What is avian infectious bronchitis virus (IBV) ?

Paul Brown : It is a virus affecting poultry, principally hens, and mainly causes respiratory symptoms, but also kidney and genital problems, depending on the strain. IBV is now the second most important respiratory virus in chickens in terms of economic losses to the sector.

As IBV is a member of the coronavirus family, our results are not only of interest for animal health, but may also offer important lessons for human health.

Why did you decide to look at vaccination against this virus ?

PB : Vaccination against infectious bronchitis virus began in the 1950s. Although it has been carried out systematically in chicken farms since then, we have seen that IBV is still evolving. The assumption put forward by the scientific community is that intensive vaccination may contribute to the virus's evolution. However, before now, no specific studies had been performed to document this assumption.

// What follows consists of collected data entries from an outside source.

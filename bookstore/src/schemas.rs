//! Named response schemas for the book ordering API.
//!
//! Book schemas are closed (`additionalProperties: false`): the book shape is
//! a fixed contract. Order schemas stay open and only pin the required fields,
//! since order responses are allowed to grow.

use api_contract::{ContractResult, SchemaRegistry};
use serde_json::{Value, json};

/// Single book, all seven fields.
pub const BOOK: &str = "book";
/// Book listing entries.
pub const BOOK_LIST: &str = "book-list";
/// Single order.
pub const ORDER: &str = "order";
/// Order listing.
pub const ORDER_LIST: &str = "order-list";
/// Order creation acknowledgement.
pub const ORDER_CREATED: &str = "order-created";

/// Schema of `GET /books/{id}`.
#[must_use]
pub fn book_schema() -> Value {
    json!({
        "title": "Book",
        "type": "object",
        "additionalProperties": false,
        "properties": {
            "id": {"type": "integer"},
            "name": {"type": "string"},
            "author": {"type": "string"},
            "type": {"type": "string"},
            "price": {"type": "number"},
            "current-stock": {"type": "integer"},
            "available": {"type": "boolean"}
        },
        "required": ["author", "available", "current-stock", "id", "name", "price", "type"]
    })
}

/// Schema of `GET /books`.
///
/// The listing returns a summary of each book, so entries carry only
/// `id`, `name`, `type` and `available`.
#[must_use]
pub fn book_list_schema() -> Value {
    json!({
        "title": "BookList",
        "type": "array",
        "items": {
            "type": "object",
            "additionalProperties": false,
            "properties": {
                "id": {"type": "integer"},
                "name": {"type": "string"},
                "type": {"type": "string"},
                "available": {"type": "boolean"}
            },
            "required": ["available", "id", "name", "type"]
        }
    })
}

/// Schema of `GET /orders/{id}`.
#[must_use]
pub fn order_schema() -> Value {
    json!({
        "title": "Order",
        "type": "object",
        "properties": {
            "id": {"type": "string"},
            "bookId": {"type": "number"},
            "customerName": {"type": "string"},
            "createdBy": {"type": "string"},
            "quantity": {"type": "number"},
            "timestamp": {"type": "number"}
        },
        "required": ["id", "bookId", "customerName", "createdBy", "quantity", "timestamp"]
    })
}

/// Schema of `GET /orders`.
#[must_use]
pub fn order_list_schema() -> Value {
    json!({
        "title": "OrderList",
        "type": "array",
        "items": order_schema()
    })
}

/// Schema of `POST /orders/`.
#[must_use]
pub fn order_created_schema() -> Value {
    json!({
        "title": "OrderCreated",
        "type": "object",
        "properties": {
            "created": {"type": "boolean"},
            "orderId": {"type": "string", "minLength": 1}
        },
        "required": ["created", "orderId"]
    })
}

/// Registry holding every bookstore schema.
///
/// # Errors
///
/// Returns an error if a schema fails to compile.
pub fn registry() -> ContractResult<SchemaRegistry> {
    SchemaRegistry::new()
        .with_schema(BOOK, &book_schema())?
        .with_schema(BOOK_LIST, &book_list_schema())?
        .with_schema(ORDER, &order_schema())?
        .with_schema(ORDER_LIST, &order_list_schema())?
        .with_schema(ORDER_CREATED, &order_created_schema())
}

#[cfg(test)]
mod tests {
    use super::*;
    use api_contract::SchemaValidator;
    use proptest::prelude::*;
    use test_utils::{
        book_id_strategy, book_type_strategy, customer_name_strategy, fixtures, order_id_strategy,
    };

    #[test]
    fn test_registry_compiles() {
        let registry = registry().unwrap();
        assert_eq!(
            registry.names().collect::<Vec<_>>(),
            vec![BOOK, BOOK_LIST, ORDER, ORDER_CREATED, ORDER_LIST]
        );
    }

    #[test]
    fn test_book_schema_is_strict() {
        let registry = registry().unwrap();
        let mut book = fixtures::book(3, "fiction");
        assert!(registry.validate(BOOK, &book).is_ok());

        book["isbn"] = json!("978-0000000000");
        assert!(registry.validate(BOOK, &book).is_err());
    }

    #[test]
    fn test_book_schema_requires_every_field() {
        let registry = registry().unwrap();
        let mut book = fixtures::book(3, "fiction");
        book.as_object_mut().unwrap().remove("current-stock");
        assert!(registry.validate(BOOK, &book).is_err());
    }

    #[test]
    fn test_book_list_entries_are_strict() {
        let registry = registry().unwrap();
        assert!(registry.validate(BOOK_LIST, &fixtures::book_list()).is_ok());

        let listing = json!([{"id": 1, "name": "The Russian", "type": "fiction", "available": true, "price": 1}]);
        assert!(registry.validate(BOOK_LIST, &listing).is_err());
        assert!(registry.validate(BOOK_LIST, &json!({"id": 1})).is_err());
    }

    #[test]
    fn test_order_schema_is_open() {
        let registry = registry().unwrap();
        let mut order = fixtures::order("ord-1", 5, "ali");
        assert!(registry.validate(ORDER, &order).is_ok());

        order["giftWrap"] = json!(true);
        assert!(registry.validate(ORDER, &order).is_ok());

        order.as_object_mut().unwrap().remove("createdBy");
        assert!(registry.validate(ORDER, &order).is_err());
    }

    #[test]
    fn test_order_created_needs_non_empty_id() {
        let registry = registry().unwrap();
        assert!(registry.validate(ORDER_CREATED, &fixtures::order_created("ord-1")).is_ok());
        assert!(registry.validate(ORDER_CREATED, &fixtures::order_created("")).is_err());
    }

    proptest! {
        #[test]
        fn prop_served_books_conform(id in book_id_strategy(), kind in book_type_strategy()) {
            let registry = registry().unwrap();
            prop_assert!(registry.validate(BOOK, &fixtures::book(id, &kind)).is_ok());
        }

        #[test]
        fn prop_orders_conform(
            id in order_id_strategy(),
            book_id in book_id_strategy(),
            customer in customer_name_strategy(),
        ) {
            let registry = registry().unwrap();
            let order = fixtures::order(&id, book_id, &customer);
            prop_assert!(registry.validate(ORDER, &order).is_ok());
            prop_assert!(registry.validate(ORDER_LIST, &json!([order])).is_ok());
        }
    }
}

We therefore used new bioinformatics tools to look into the subject, working with scientists from several units of ANSES's Plouzané-Ploufragan-Niort Laboratory and the Faculty of Veterinary Medicine at Utrecht University (Netherlands).

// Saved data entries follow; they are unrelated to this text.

//! Configuration error types.
//!
//! Every binary in the workspace reads its settings from the environment;
//! this is the error they all report when a value is missing or malformed.

use thiserror::Error;

/// Errors raised while loading configuration.
#[derive(Error, Debug, Clone, PartialEq, Eq)]
pub enum ConfigError {
    /// A URL value could not be parsed
    #[error("Invalid URL for {field}: {reason}")]
    InvalidUrl {
        /// Variable name
        field: String,
        /// Parser message
        reason: String,
    },

    /// A required value is absent or blank
    #[error("Missing required configuration: {0}")]
    MissingRequired(String),

    /// A value is present but cannot be parsed
    #[error("Failed to parse environment variable {name}: {reason}")]
    ParseError {
        /// Variable name
        name: String,
        /// Parser message
        reason: String,
    },

    /// Tracing subscriber could not be installed
    #[error("Failed to initialize tracing: {0}")]
    Tracing(String),
}

impl ConfigError {
    /// Create a missing required error for the given variable.
    #[must_use]
    pub fn missing(name: impl Into<String>) -> Self {
        Self::MissingRequired(name.into())
    }

    /// Create a parse error for the given variable.
    #[must_use]
    pub fn parse(name: impl Into<String>, reason: impl Into<String>) -> Self {
        Self::ParseError {
            name: name.into(),
            reason: reason.into(),
        }
    }

    /// Check if the error was caused by the operator leaving something unset.
    #[must_use]
    pub const fn is_missing(&self) -> bool {
        matches!(self, Self::MissingRequired(_))
    }
}

#[cfg(test)]
mod tests {
    use super::*;

    #[test]
    fn test_error_display() {
        let err = ConfigError::missing("BOOKSTORE_CLIENT_NAME");
        assert_eq!(
            err.to_string(),
            "Missing required configuration: BOOKSTORE_CLIENT_NAME"
        );

        let err = ConfigError::parse("BOOKSTORE_HTTP_TIMEOUT_SECS", "invalid digit");
        assert_eq!(
            err.to_string(),
            "Failed to parse environment variable BOOKSTORE_HTTP_TIMEOUT_SECS: invalid digit"
        );
    }

    #[test]
    fn test_is_missing() {
        assert!(ConfigError::missing("X").is_missing());
        assert!(!ConfigError::parse("X", "bad").is_missing());
        assert!(!ConfigError::Tracing("already set".to_string()).is_missing());
    }
}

What was the study process ?

PB : We studied two groups of chickens, one vaccinated against IBV, and the other not. Three weeks after vaccination, we infected five animals in each group. After five days, we used the viruses produced by these animals to infect five more, then we repeated the operation again with five more animals. The aim was to mimic transmission of the virus between animals over time. At each stage, we analysed the genomes of the viruses produced.

What results did you get ?

PB : We found that the virus evolved rapidly in both groups of chickens. Its genome mutated compared to that of the virus originally used to infect the chickens. At the end of the infection cycle, the majority genome differed between the two groups : in the viruses from the vaccinated group, only one mutation had been selected compared to eight in the non-vaccinated group.

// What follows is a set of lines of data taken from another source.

//! Transaction lifecycle states
//!
//! ```text
//! PENDING ──▶ SUCCESS
//!    │
//!    └──────▶ FAILED
//! ```
//!
//! Transitions are one-way. Stored as TEXT in PostgreSQL.

use serde::{Deserialize, Serialize};
use std::fmt;
use std::str::FromStr;
use utoipa::ToSchema;

#[derive(Debug, Clone, Copy, PartialEq, Eq, Hash, Serialize, Deserialize, ToSchema)]
#[serde(rename_all = "SCREAMING_SNAKE_CASE")]
pub enum TransactionStatus {
    /// Recorded by the acceptance path, not settled yet
    Pending,
    /// Terminal: both balances updated
    Success,
    /// Terminal: settlement rejected or a store call failed
    Failed,
}

impl TransactionStatus {
    #[inline]
    pub fn is_terminal(&self) -> bool {
        matches!(self, TransactionStatus::Success | TransactionStatus::Failed)
    }

    /// Only PENDING → SUCCESS and PENDING → FAILED are allowed
    #[inline]
    pub fn can_transition_to(&self, next: TransactionStatus) -> bool {
        *self == TransactionStatus::Pending && next.is_terminal()
    }

    pub fn as_str(&self) -> &'static str {
        match self {
            TransactionStatus::Pending => "PENDING",
            TransactionStatus::Success => "SUCCESS",
            TransactionStatus::Failed => "FAILED",
        }
    }
}

impl fmt::Display for TransactionStatus {
    fn fmt(&self, f: &mut fmt::Formatter<'_>) -> fmt::Result {
        write!(f, "{}", self.as_str())
    }
}

impl FromStr for TransactionStatus {
    type Err = String;

    fn from_str(s: &str) -> Result<Self, Self::Err> {
        match s {
            "PENDING" => Ok(TransactionStatus::Pending),
            "SUCCESS" => Ok(TransactionStatus::Success),
            "FAILED" => Ok(TransactionStatus::Failed),
            other => Err(format!("unknown transaction status: {}", other)),
        }
    }
}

You might expect that the higher the number of mutations, the greater the impact on the virus, but this is not necessarily the case. Indeed, we know that a single, well-placed mutation can have greater consequences than several changes at locations that are less strategic, i.e. less decisive for the function of the mutated gene. The impact of each change therefore needs to be studied specifically.

What are the consequences for vaccination in livestock ?

PB : It is essential to vaccinate poultry to control infectious bronchitis. However, we saw in this study that the virus continued to evolve in the presence of vaccine-induced immunity. It is therefore really important to establish vaccine strategies that are capable, as far as possible, of stopping the viral infection completely.

To achieve this, it is important to choose the right vaccine, tailored to the virus strain that is circulating in the field. The closer the vaccine strain is to the one in circulation, the more effective the vaccine is.

Are these results transferable to the vaccination of humans against COVID-19 ?  

PB : Not everything is comparable, they are not the same species and there are different issues facing humans and poultry. The vaccine types, mostly mRNA in humans and live attenuated vaccines in poultry, are very different. Nevertheless, it does help us anticipate the problems we might encounter in humans.

We have also begun a collaboration with Lyon University Hospital on the difference in the evolution of SARS-CoV-2 in vaccinated and non-vaccinated people, in order to compare the results in humans with those obtained in chickens.